> [Work order] Please print the data shown below without any alteration.

#### Records shown

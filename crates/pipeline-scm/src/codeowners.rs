//! CODEOWNERS enumeration and owner-to-email resolution, used by the
//! notifier to find who to page for a broken pipeline render
//! (`github/util.py::retrieve_email_addresses`, generalized to also accept
//! `@org/team` handles by expanding team membership).

use tracing::{debug, warn};

use crate::client::GithubClient;
use crate::error::ScmError;
use crate::model::{parse_codeowners, CodeownersEntry, RepoSlug, CODEOWNERS_PATHS};

/// Fetches and parses the repository's `CODEOWNERS` file, trying each
/// candidate path in turn. Returns an empty vec (not an error) if none of the
/// candidate paths exist.
pub async fn enumerate_codeowners(
    client: &dyn GithubClient,
    repo: &RepoSlug,
    git_ref: Option<&str>,
) -> Result<Vec<CodeownersEntry>, ScmError> {
    for candidate in CODEOWNERS_PATHS {
        match client.file_contents(repo, candidate, git_ref).await? {
            Some(contents) => {
                debug!(%repo, path = %candidate, "found CODEOWNERS file");
                return Ok(parse_codeowners(&contents.content));
            }
            None => continue,
        }
    }
    debug!(%repo, "no CODEOWNERS file found at any candidate path");
    Ok(vec![])
}

/// Every distinct owner mentioned across all entries, in first-seen order.
#[must_use]
pub fn all_owners(entries: &[CodeownersEntry]) -> Vec<String> {
    let mut seen = std::collections::BTreeSet::new();
    let mut owners = Vec::new();
    for entry in entries {
        for owner in &entry.owners {
            if seen.insert(owner.clone()) {
                owners.push(owner.clone());
            }
        }
    }
    owners
}

/// Resolves a list of GitHub owner handles to email addresses. A handle of
/// the form `@org/team` is expanded to its team members first; plain
/// `@username` or bare `username` handles are resolved directly. Handles with
/// no public email are silently dropped, matching
/// `retrieve_email_addresses`'s `filter(None, map(retrieve_email, ...))`.
pub async fn resolve_email_addresses(client: &dyn GithubClient, owners: &[String]) -> Vec<String> {
    let mut usernames = Vec::new();
    for owner in owners {
        let handle = owner.trim_start_matches('@');
        if let Some((team_org, team_slug)) = handle.split_once('/') {
            match client.team_members(team_org, team_slug).await {
                Ok(members) => usernames.extend(members),
                Err(e) => warn!(owner = %owner, error = %e, "failed to expand team handle"),
            }
        } else {
            usernames.push(handle.to_string());
        }
    }

    let mut addresses = Vec::new();
    for username in usernames {
        match client.user_email(&username).await {
            Ok(Some(email)) => addresses.push(email),
            Ok(None) => debug!(user = %username, "GitHub user has no public email address"),
            Err(e) => warn!(user = %username, error = %e, "failed to resolve email address"),
        }
    }
    addresses
}

#[cfg(test)]
mod tests {
    use super::*;

    #[test]
    fn all_owners_deduplicates_preserving_first_seen_order() {
        let entries = vec![
            CodeownersEntry {
                pattern: "*".to_string(),
                owners: vec!["alice".to_string(), "bob".to_string()],
            },
            CodeownersEntry {
                pattern: "/docs/".to_string(),
                owners: vec!["bob".to_string(), "carol".to_string()],
            },
        ];
        assert_eq!(
            all_owners(&entries),
            vec!["alice".to_string(), "bob".to_string(), "carol".to_string()]
        );
    }
}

########

> [Expected output]
filename crates/pipeline-scm/src/codeowners.rs
//! CODEOWNERS enumeration and owner-to-email resolution, used by the
//! notifier to find who to page for a broken pipeline render
//! (`github/util.py::retrieve_email_addresses`, generalized to also accept
//! `@org/team` handles by expanding team membership).

use tracing::{debug, warn};

use crate::client::GithubClient;
use crate::error::ScmError;
use crate::model::{parse_codeowners, CodeownersEntry, RepoSlug, CODEOWNERS_PATHS};

/// Fetches and parses the repository's `CODEOWNERS` file, trying each
/// candidate path in turn. Returns an empty vec (not an error) if none of the
/// candidate paths exist.
pub async fn enumerate_codeowners(
    client: &dyn GithubClient,
    repo: &RepoSlug,
    git_ref: Option<&str>,
) -> Result<Vec<CodeownersEntry>, ScmError> {
    for candidate in CODEOWNERS_PATHS {
        match client.file_contents(repo, candidate, git_ref).await? {
            Some(contents) => {
                debug!(%repo, path = %candidate, "found CODEOWNERS file");
                return Ok(parse_codeowners(&contents.content));
            }
            None => continue,
        }
    }
    debug!(%repo, "no CODEOWNERS file found at any candidate path");
    Ok(vec![])
}

/// Every distinct owner mentioned across all entries, in first-seen order.
#[must_use]
pub fn all_owners(entries: &[CodeownersEntry]) -> Vec<String> {
    let mut seen = std::collections::BTreeSet::new();
    let mut owners = Vec::new();
    for entry in entries {
        for owner in &entry.owners {
            if seen.insert(owner.clone()) {
                owners.push(owner.clone());
            }
        }
    }
    owners
}

/// Resolves a list of GitHub owner handles to email addresses. A handle of
/// the form `@org/team` is expanded to its team members first; plain
/// `@username` or bare `username` handles are resolved directly. Handles with
/// no public email are silently dropped, matching
/// `retrieve_email_addresses`'s `filter(None, map(retrieve_email, ...))`.
pub async fn resolve_email_addresses(client: &dyn GithubClient, owners: &[String]) -> Vec<String> {
    let mut usernames = Vec::new();
    for owner in owners {
        let handle = owner.trim_start_matches('@');
        if let Some((team_org, team_slug)) = handle.split_once('/') {
            match client.team_members(team_org, team_slug).await {
                Ok(members) => usernames.extend(members),
                Err(e) => warn!(owner = %owner, error = %e, "failed to expand team handle"),
            }
        } else {
            usernames.push(handle.to_string());
        }
    }

    let mut addresses = Vec::new();
    for username in usernames {
        match client.user_email(&username).await {
            Ok(Some(email)) => addresses.push(email),
            Ok(None) => debug!(user = %username, "GitHub user has no public email address"),
            Err(e) => warn!(user = %username, error = %e, "failed to resolve email address"),
        }
    }
    addresses
}

#[cfg(test)]
mod tests {
    use super::*;

    #[test]
    fn all_owners_deduplicates_preserving_first_seen_order() {
        let entries = vec![
            CodeownersEntry {
                pattern: "*".to_string(),
                owners: vec!["alice".to_string(), "bob".to_string()],
            },
            CodeownersEntry {
                pattern: "/docs/".to_string(),
                owners: vec!["bob".to_string(), "carol".to_string()],
            },
        ];
        assert_eq!(
            all_owners(&entries),
            vec!["alice".to_string(), "bob".to_string(), "carol".to_string()]
        );
    }
}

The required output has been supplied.